_Problem to work on_. Reproduce the following material exactly, including every line.

%%

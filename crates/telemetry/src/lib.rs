//! Tracing subscriber bootstrap shared by the server binary and the CLI.

use bookshelf_kernel::settings::{LogFormat, TelemetrySettings};
use tracing_subscriber::{fmt, layer::SubscriberExt, util::SubscriberInitExt, EnvFilter};

/// Build the filter from `RUST_LOG`, falling back to the configured directive.
fn env_filter(settings: &TelemetrySettings) -> EnvFilter {
    EnvFilter::try_from_default_env().unwrap_or_else(|_| EnvFilter::new(&settings.filter))
}

/// Initialize the global tracing subscriber. Logs go to stderr so command
/// output on stdout stays machine-readable.
///
/// Calling this more than once is harmless: later calls leave the first
/// subscriber in place and return `false`.
pub fn init(settings: &TelemetrySettings) -> bool {
    let registry = tracing_subscriber::registry().with(env_filter(settings));

    let installed = match settings.log_format {
        LogFormat::Pretty => registry
            .with(fmt::layer().with_writer(std::io::stderr))
            .try_init()
            .is_ok(),
        LogFormat::Json => registry
            .with(
                fmt::layer()
                    .json()
                    .with_current_span(false)
                    .with_writer(std::io::stderr),
            )
            .try_init()
            .is_ok(),
    };

    if installed {
        tracing::info!(
            target: "bookshelf-telemetry",
            format = ?settings.log_format,
            "telemetry initialized"
        );
    }

    installed
}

%%

_Exercise solution_.
filename crates/telemetry/src/lib.rs
//! Tracing subscriber bootstrap shared by the server binary and the CLI.

use bookshelf_kernel::settings::{LogFormat, TelemetrySettings};
use tracing_subscriber::{fmt, layer::SubscriberExt, util::SubscriberInitExt, EnvFilter};

/// Build the filter from `RUST_LOG`, falling back to the configured directive.
fn env_filter(settings: &TelemetrySettings) -> EnvFilter {
    EnvFilter::try_from_default_env().unwrap_or_else(|_| EnvFilter::new(&settings.filter))
}

/// Initialize the global tracing subscriber. Logs go to stderr so command
/// output on stdout stays machine-readable.
///
/// Calling this more than once is harmless: later calls leave the first
/// subscriber in place and return `false`.
pub fn init(settings: &TelemetrySettings) -> bool {
    let registry = tracing_subscriber::registry().with(env_filter(settings));

    let installed = match settings.log_format {
        LogFormat::Pretty => registry
            .with(fmt::layer().with_writer(std::io::stderr))
            .try_init()
            .is_ok(),
        LogFormat::Json => registry
            .with(
                fmt::layer()
                    .json()
                    .with_current_span(false)
                    .with_writer(std::io::stderr),
            )
            .try_init()
            .is_ok(),
    };

    if installed {
        tracing::info!(
            target: "bookshelf-telemetry",
            format = ?settings.log_format,
            "telemetry initialized"
        );
    }

    installed
}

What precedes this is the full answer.